On Friday, May 15th, a group of around a dozen predominantly Black men who have been confined since March to the Special Housing Unit at the North Lake Correctional Facility in Baldwin launched a new hunger strike. The strikers cited multiple instances of prison staff denying access to legal mail, continued religious discrimination, and a pattern of staff ignoring complaint forms or even throwing them away. North Lake is a federal prison privately owned and managed by the GEO Group to hold non-U.S. citizens convicted of federal crimes. This is the fourth such strike to have been confirmed at the facility since March, and the third in the Special Housing Unit (or SHU).

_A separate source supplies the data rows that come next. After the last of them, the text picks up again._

use crate::cpu::{Bus, Cpu};

impl Cpu {
    pub(super) fn exec_inc8<B: Bus>(&mut self, bus: &mut B, opcode: u8) -> u32 {
        let reg = (opcode >> 3) & 0x07;
        let value = self.read_reg8(bus, reg);
        let result = self.alu_inc8(value);
        self.write_reg8(bus, reg, result);
        if reg == 6 {
            12
        } else {
            4
        }
    }

    pub(super) fn exec_dec8<B: Bus>(&mut self, bus: &mut B, opcode: u8) -> u32 {
        let reg = (opcode >> 3) & 0x07;
        let value = self.read_reg8(bus, reg);
        let result = self.alu_dec8(value);
        self.write_reg8(bus, reg, result);
        if reg == 6 {
            12
        } else {
            4
        }
    }

    /// INC rr. No flags are touched.
    pub(super) fn exec_inc16(&mut self, opcode: u8) -> u32 {
        let rp = opcode >> 4;
        let value = self.regs.rp(rp).wrapping_add(1);
        self.regs.set_rp(rp, value);
        8
    }

    /// DEC rr. No flags are touched.
    pub(super) fn exec_dec16(&mut self, opcode: u8) -> u32 {
        let rp = opcode >> 4;
        let value = self.regs.rp(rp).wrapping_sub(1);
        self.regs.set_rp(rp, value);
        8
    }
}
/// NRx2 volume envelope shared by the square and noise channels.
#[derive(Default, Clone, Copy)]
pub(super) struct Envelope {
    initial: u8,
    period: u8,
    add: bool,
    pub(super) volume: u8,
    timer: u8,
}

impl Envelope {
    /// Latch NRx2 parameters. The running volume only changes on trigger.
    pub(super) fn write(&mut self, value: u8) {
        self.initial = value >> 4;
        self.add = value & 0x08 != 0;
        self.period = value & 0x07;
    }

    pub(super) fn trigger(&mut self) {
        self.volume = self.initial;
        self.timer = self.reload_value();
    }

    #[inline]
    fn reload_value(&self) -> u8 {
        if self.period == 0 {
            8
        } else {
            self.period
        }
    }

    /// Frame sequencer step 7. A period of 0 freezes the volume.
    pub(super) fn clock(&mut self) {
        if self.period == 0 {
            return;
        }
        if self.timer > 0 {
            self.timer -= 1;
        }
        if self.timer == 0 {
            self.timer = self.reload_value();
            if self.add && self.volume < 15 {
                self.volume += 1;
            } else if !self.add && self.volume > 0 {
                self.volume -= 1;
            }
        }
    }
}

/// Length counter. Counts down at 256 Hz while enabled; reaching zero
/// switches the channel off.
#[derive(Default, Clone, Copy)]
pub(super) struct LengthCounter {
    pub(super) counter: u16,
    pub(super) enabled: bool,
}

impl LengthCounter {
    pub(super) fn load(&mut self, max: u16, value: u16) {
        self.counter = max - value;
    }

    /// On trigger an expired counter restarts at full length.
    pub(super) fn trigger(&mut self, max: u16) {
        if self.counter == 0 {
            self.counter = max;
        }
    }

    /// Returns true when this clock expired the counter.
    pub(super) fn clock(&mut self) -> bool {
        if self.enabled && self.counter > 0 {
            self.counter -= 1;
            return self.counter == 0;
        }
        false
    }
}
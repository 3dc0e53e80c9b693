use crate::config::GameBoyConfig;
use crate::cpu::{Bus, Cpu};
use crate::error::{EmulationError, LoadError};
use crate::CYCLES_PER_FRAME;

use super::cartridge::{Cartridge, CartridgeHeader};
use super::{Buttons, GameBoyBus};

/// `LD B,B`, used by test ROMs as a software breakpoint.
const SOFTWARE_BREAKPOINT: u8 = 0x40;

/// A DMG session: CPU, bus and everything the bus owns.
///
/// The session is the only owner of emulator state, so several sessions
/// can run side by side.
///
/// ```
/// use pocketboy_gb::GameBoy;
///
/// let mut gb = GameBoy::new();
/// assert!(!gb.is_rom_loaded());
/// gb.run_frame().unwrap();
/// assert!(gb.take_audio_buffer().is_empty());
/// ```
pub struct GameBoy {
    cpu: Cpu,
    pub(crate) bus: GameBoyBus,
    config: GameBoyConfig,
    rom_loaded: bool,
    /// T-cycles into the current frame. After `run_frame` this holds the
    /// overshoot of the last instruction, which the next frame absorbs.
    frame_cycles: u32,
    frames_run: u64,
    total_cycles: u64,
}

impl Default for GameBoy {
    fn default() -> Self {
        Self::new()
    }
}

impl GameBoy {
    pub fn new() -> Self {
        Self::with_config(GameBoyConfig::default())
    }

    pub fn with_config(config: GameBoyConfig) -> Self {
        Self {
            cpu: Cpu::new(),
            bus: GameBoyBus::new(&config),
            config,
            rom_loaded: false,
            frame_cycles: 0,
            frames_run: 0,
            total_cycles: 0,
        }
    }

    pub fn config(&self) -> &GameBoyConfig {
        &self.config
    }

    pub fn cpu(&self) -> &Cpu {
        &self.cpu
    }

    /// Validate and insert a cartridge image, then power-cycle the machine.
    ///
    /// On error nothing changes: a previously loaded cartridge keeps running.
    pub fn load_rom(&mut self, rom: &[u8]) -> Result<(), LoadError> {
        let cartridge = match Cartridge::load(rom) {
            Ok(cartridge) => cartridge,
            Err(err) => {
                log::warn!("GB: ROM rejected: {err}");
                return Err(err);
            }
        };
        self.power_on(Some(cartridge));
        self.rom_loaded = true;
        Ok(())
    }

    pub fn is_rom_loaded(&self) -> bool {
        self.rom_loaded
    }

    /// Header of the loaded cartridge.
    pub fn cartridge_header(&self) -> Option<&CartridgeHeader> {
        self.bus.cartridge_header()
    }

    /// Power-cycle to the post-boot state. The cartridge image and its RAM
    /// stay inserted; its mapper registers return to power-on values.
    pub fn reset(&mut self) {
        let cartridge = self.bus.take_cartridge().map(|mut cart| {
            cart.reset();
            cart
        });
        self.power_on(cartridge);
    }

    fn power_on(&mut self, cartridge: Option<Cartridge>) {
        self.cpu.reset();
        self.bus = GameBoyBus::new(&self.config);
        if let Some(cartridge) = cartridge {
            self.bus.insert_cartridge(cartridge);
        }
        self.frame_cycles = 0;
        self.frames_run = 0;
        self.total_cycles = 0;
    }

    /// Execute one CPU step and tick the rest of the machine by the cycles
    /// it took. Returns those cycles.
    pub fn step_instruction(&mut self) -> Result<u32, EmulationError> {
        let cycles = self.cpu.step(&mut self.bus)?;
        debug_assert!(
            cycles > 0 && cycles % 4 == 0,
            "CPU step reported {cycles} T-cycles"
        );
        self.bus.tick(cycles, self.cpu.is_stopped());

        self.total_cycles += cycles as u64;
        self.frame_cycles += cycles;
        if self.frame_cycles >= CYCLES_PER_FRAME {
            self.frame_cycles -= CYCLES_PER_FRAME;
            self.frames_run += 1;
        }
        debug_assert_eq!(
            self.total_cycles,
            self.frames_run * CYCLES_PER_FRAME as u64 + self.frame_cycles as u64,
            "timing invariant violated: subsystems drifted from the CPU clock"
        );
        Ok(cycles)
    }

    /// Run until the current frame's 70224 T-cycles are used up.
    ///
    /// Instructions are never split, so a frame may run a few cycles long;
    /// the overshoot is taken from the next frame and N frames always total
    /// N * 70224 cycles. Without a cartridge this logs a warning and does
    /// nothing.
    pub fn run_frame(&mut self) -> Result<(), EmulationError> {
        if !self.rom_loaded {
            log::warn!("GB: run_frame called with no ROM loaded");
            return Ok(());
        }
        let frame = self.frames_run;
        while self.frames_run == frame {
            self.step_instruction()?;
        }
        Ok(())
    }

    /// Run until the `LD B,B` software breakpoint executes, or until
    /// `max_cycles` T-cycles have elapsed. Returns whether it was hit.
    pub fn run_until_software_breakpoint(&mut self, max_cycles: u64) -> Result<bool, EmulationError> {
        if !self.rom_loaded {
            log::warn!("GB: run_until_software_breakpoint called with no ROM loaded");
            return Ok(false);
        }
        let mut elapsed = 0u64;
        while elapsed < max_cycles {
            let at_breakpoint = !self.cpu.halted
                && !self.cpu.is_stopped()
                && self.bus.read8(self.cpu.regs.pc) == SOFTWARE_BREAKPOINT;
            elapsed += self.step_instruction()? as u64;
            if at_breakpoint {
                return Ok(true);
            }
        }
        Ok(false)
    }

    /// Last completed frame as 160x144 RGBA8, row-major.
    pub fn frame_buffer(&self) -> &[u8] {
        self.bus.frame_buffer()
    }

    /// Number of frames the PPU has published since power-on.
    pub fn frames_rendered(&self) -> u64 {
        self.bus.frames_rendered()
    }

    /// Interleaved left/right samples produced since the previous call.
    pub fn take_audio_buffer(&mut self) -> Vec<i16> {
        self.bus.take_audio()
    }

    /// Replace the set of held buttons.
    pub fn set_button_state(&mut self, buttons: Buttons) {
        self.bus.set_buttons(buttons);
    }

    /// Bytes sent over the serial port and not yet taken.
    pub fn serial_output(&self) -> &[u8] {
        self.bus.serial_output()
    }

    /// Move the captured serial bytes out, leaving the capture empty.
    pub fn take_serial_output(&mut self) -> Vec<u8> {
        self.bus.take_serial_output()
    }

    /// Frames completed by `run_frame` since power-on.
    pub fn frames_run(&self) -> u64 {
        self.frames_run
    }

    /// T-cycles executed since power-on.
    pub fn total_cycles(&self) -> u64 {
        self.total_cycles
    }
}
use super::table::OPCODES;
use super::{Bus, Cpu};
use crate::error::EmulationError;

impl Cpu {
    /// Execute one instruction, or dispatch one interrupt, and return the
    /// number of T-cycles it took.
    ///
    /// HALT and STOP report 4 cycles per call so the caller keeps advancing
    /// time. After an undefined opcode every call returns the same
    /// [`EmulationError::InvalidInstruction`] until [`Cpu::reset`].
    pub fn step<B: Bus>(&mut self, bus: &mut B) -> Result<u32, EmulationError> {
        if let Some((opcode, pc)) = self.fault {
            return Err(EmulationError::InvalidInstruction { opcode, pc });
        }

        if self.stopped {
            if bus.stop_wake_requested() {
                self.stopped = false;
            }
            return Ok(4);
        }

        if let Some(cycles) = self.handle_interrupts(bus) {
            return Ok(cycles);
        }

        if self.halted {
            return Ok(4);
        }

        let pc = self.regs.pc;
        let opcode = self.fetch8(bus);
        if log::log_enabled!(log::Level::Trace) {
            log::trace!(
                "{pc:04X}: {opcode:02X} {:<14} AF={:04X} BC={:04X} DE={:04X} HL={:04X} SP={:04X}",
                OPCODES[opcode as usize].mnemonic,
                self.regs.af(),
                self.regs.bc(),
                self.regs.de(),
                self.regs.hl(),
                self.regs.sp,
            );
        }
        let cycles = self.exec_opcode(bus, opcode)?;
        self.apply_ime_delay();
        Ok(cycles)
    }
}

“It’s a lot of stuff going on in here right now,” a member of the group said on Friday in a statement to No Detention Centers in Michigan, describing a consistently chaotic and unsafe environment in which GEO staff had entered cells during recreation time to remove incarcerated people’s complaint forms, had withheld one person’s legal mail from a court outside Michigan which required a response within 30 days, and had chosen to restrict access to kosher meals for some of the men whose religious practice includes a strict diet. “These people have not been answering the grievances.”
This new strike reflects both the continuation of alarming conditions at the North Lake Correctional Facility and an ongoing commitment to organizing for justice among incarcerated and detained people across the state of Michigan and beyond in the context of the COVID-19 pandemic. Earlier this month, more than a hundred people from at least one unit in the general population at North Lake participated in a days-long hunger strike to demand COVID-19 testing and adequate medical care for everyone held in the facility, where more than 80 staff members and incarcerated people are now confirmed to have tested positive for the virus. This action at North Lake, which appears to have ended after four of its alleged organizers were thrown into the SHU, mirrors a reported hunger strike initiated last week among people detained by ICE at the St. Clair County Jail in Port Huron.
The men who have been in the SHU at North Lake since March had previously launched two separate hunger strikes of their own, demanding adequate food and healthcare, renewed access to phone time and showers, and an explanation for their continued confinement to the restricted unit. “Right now we have already refused two meals—tomorrow, to the next day, to the next day, to the next day,” one of them said on Friday. “The wrongdoing, everything that’s going on here—it’s gonna be a long hunger strike.”